Stephen Silberstein, MD: We’ve done that.

Maria Lopes, MD, MS: Lower the totals of cost of care.

Stephen Silberstein, MD: We have done, in the past, 2 studies, 1 a generic study in a database looking at the total cost of care before the introduction of any [preventive], and we clearly showed a 50% reduction in total cost, doctor visits, ED [emergency department] visits, imaging. And we did the same thing for topiramate a number of years later and showed the same thing. So clearly, if you look at the analysis of total cost of care before or after prevention, it goes down.

Peter Salgo, MD: Of course it doesn’t necessarily follow [that] the costs go down if the cost of prevention is very high. If I have, let’s take a ridiculous example, a medication that costs a billion dollars a dose but reduces overuse—it reduces headaches by 99%. You’re not going to approve that. But it’s a great drug.
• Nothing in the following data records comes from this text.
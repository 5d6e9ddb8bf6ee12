//! Process configuration, read once from the environment.

use std::net::SocketAddr;

use anyhow::Context;
use tracing::warn;

pub const DEFAULT_PASSWORD: &str = "nao$";
pub const DEFAULT_SESSION_SECRET: &str = "dev-secret-key-change-in-production";
const DEFAULT_BIND_ADDR: &str = "0.0.0.0:8080";
const DEFAULT_SESSION_TTL_MINUTES: i64 = 720;

#[derive(Clone)]
pub struct AppConfig {
    pub bind_addr: SocketAddr,
    pub app_password: String,
    pub session_secret: String,
    pub session_ttl_minutes: i64,
    pub database_url: Option<String>,
    pub use_persistent_stores: bool,
}

impl AppConfig {
    /// Read `BIND_ADDR`, `APP_PASSWORD`, `SESSION_SECRET`,
    /// `SESSION_TTL_MINUTES`, `DATABASE_URL` and `USE_PERSISTENT_STORES`.
    pub fn from_env() -> anyhow::Result<Self> {
        Self::from_lookup(|key| std::env::var(key).ok())
    }

    pub fn from_lookup(lookup: impl Fn(&str) -> Option<String>) -> anyhow::Result<Self> {
        let var = |key: &str| lookup(key).map(|v| v.trim().to_string()).filter(|v| !v.is_empty());

        let bind_addr = var("BIND_ADDR")
            .unwrap_or_else(|| DEFAULT_BIND_ADDR.to_string())
            .parse::<SocketAddr>()
            .context("BIND_ADDR must be a socket address like 0.0.0.0:8080")?;

        let session_ttl_minutes = match var("SESSION_TTL_MINUTES") {
            Some(raw) => raw
                .parse::<i64>()
                .ok()
                .filter(|m| *m > 0)
                .with_context(|| format!("SESSION_TTL_MINUTES must be a positive integer (got {raw:?})"))?,
            None => DEFAULT_SESSION_TTL_MINUTES,
        };

        let use_persistent_stores = var("USE_PERSISTENT_STORES")
            .map(|v| matches!(v.to_ascii_lowercase().as_str(), "1" | "true" | "yes" | "on"))
            .unwrap_or(false);

        let database_url = var("DATABASE_URL");
        if use_persistent_stores && database_url.is_none() {
            anyhow::bail!("USE_PERSISTENT_STORES is set but DATABASE_URL is missing");
        }

        Ok(Self {
            bind_addr,
            app_password: var("APP_PASSWORD").unwrap_or_else(|| DEFAULT_PASSWORD.to_string()),
            session_secret: var("SESSION_SECRET").unwrap_or_else(|| DEFAULT_SESSION_SECRET.to_string()),
            session_ttl_minutes,
            database_url,
            use_persistent_stores,
        })
    }

    /// Log a warning for every insecure default still in effect.
    pub fn warn_insecure_defaults(&self, password_is_weak: bool) {
        if self.app_password == DEFAULT_PASSWORD || password_is_weak {
            warn!("APP_PASSWORD is not securely configured; set a strong value in production");
        }
        if self.session_secret == DEFAULT_SESSION_SECRET {
            warn!("SESSION_SECRET is using the development default; session tokens can be forged");
        }
    }
}

impl std::fmt::Debug for AppConfig {
    fn fmt(&self, f: &mut std::fmt::Formatter<'_>) -> std::fmt::Result {
        f.debug_struct("AppConfig")
            .field("bind_addr", &self.bind_addr)
            .field("session_ttl_minutes", &self.session_ttl_minutes)
            .field("database_url", &self.database_url.as_ref().map(|_| "<set>"))
            .field("use_persistent_stores", &self.use_persistent_stores)
            .finish_non_exhaustive()
    }
}
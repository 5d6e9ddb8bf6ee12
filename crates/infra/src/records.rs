use std::collections::BTreeMap;
use std::sync::RwLock;

use fieldtrack_core::Entity;

struct Table<T: Entity> {
    rows: BTreeMap<T::Id, T>,
    last_id: i64,
}

/// In-memory record table with store-assigned integer ids.
///
/// Used for the passive stores (customers, jobs, materials). Ids increase
/// monotonically and are never reused after a removal.
pub struct InMemoryRecords<T: Entity> {
    inner: RwLock<Table<T>>,
}

impl<T> InMemoryRecords<T>
where
    T: Entity + Clone,
    T::Id: From<i64>,
{
    pub fn new() -> Self {
        Self::starting_after(0)
    }

    /// Empty table whose first assigned id is `last_id + 1`.
    pub fn starting_after(last_id: i64) -> Self {
        Self {
            inner: RwLock::new(Table {
                rows: BTreeMap::new(),
                last_id: last_id.max(0),
            }),
        }
    }

    /// Assign the next id and store the record built from it.
    pub fn insert_with(&self, build: impl FnOnce(T::Id) -> T) -> T {
        let mut table = self.inner.write().unwrap_or_else(|e| e.into_inner());
        table.last_id += 1;
        let id = T::Id::from(table.last_id);
        let record = build(id);
        table.rows.insert(id, record.clone());
        record
    }

    pub fn get(&self, id: &T::Id) -> Option<T> {
        let table = self.inner.read().unwrap_or_else(|e| e.into_inner());
        table.rows.get(id).cloned()
    }

    pub fn contains(&self, id: &T::Id) -> bool {
        let table = self.inner.read().unwrap_or_else(|e| e.into_inner());
        table.rows.contains_key(id)
    }

    /// All records in id order.
    pub fn list(&self) -> Vec<T> {
        let table = self.inner.read().unwrap_or_else(|e| e.into_inner());
        table.rows.values().cloned().collect()
    }

    /// Mutate a record in place; returns the updated copy.
    pub fn update(&self, id: &T::Id, f: impl FnOnce(&mut T)) -> Option<T> {
        let mut table = self.inner.write().unwrap_or_else(|e| e.into_inner());
        let record = table.rows.get_mut(id)?;
        f(record);
        Some(record.clone())
    }

    pub fn remove(&self, id: &T::Id) -> Option<T> {
        let mut table = self.inner.write().unwrap_or_else(|e| e.into_inner());
        table.rows.remove(id)
    }

    /// Remove every record matching `pred`; returns how many were removed.
    pub fn remove_where(&self, mut pred: impl FnMut(&T) -> bool) -> usize {
        let mut table = self.inner.write().unwrap_or_else(|e| e.into_inner());
        let before = table.rows.len();
        table.rows.retain(|_, record| !pred(record));
        before - table.rows.len()
    }
}

impl<T> Default for InMemoryRecords<T>
where
    T: Entity + Clone,
    T::Id: From<i64>,
{
    fn default() -> Self {
        Self::new()
    }
}

impl<T: Entity> std::fmt::Debug for InMemoryRecords<T> {
    fn fmt(&self, f: &mut std::fmt::Formatter<'_>) -> std::fmt::Result {
        f.debug_struct("InMemoryRecords").finish_non_exhaustive()
    }
}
Maria Lopes, MD, MS: Well, I think we’re looking at what is the overall value. Even as payers, we now have ICER [Institute for Clinical and Economic Review] frameworks to look at value from different stakeholder perspectives. But certainly, if there [are] compelling data that [are] showing that you’re reducing, we usually like to understand the buckets and how quickly should the outpatient, the pharmacy, the inpatient—how quickly does that change. So the more data—and I would also argue for real-world because the CGRPs [calcitonin gene-related peptides] are a fairly new class of drugs—but the more we [data] have around [whether] this is the right patient, this is the right approach and be able to measure the impact with both the polypharmacy side, [these are] the wrong drugs, being able to get off opioids, but also measure the impact on ER [emergency department] visits and hospitalizations because that’s a big portion of total cost of care.

Peter Salgo, MD: So there’s a real advantage for an appropriately priced…

Maria Lopes, MD, MS: Yes.

Peter Salgo, MD: Preventive drug. Fair enough.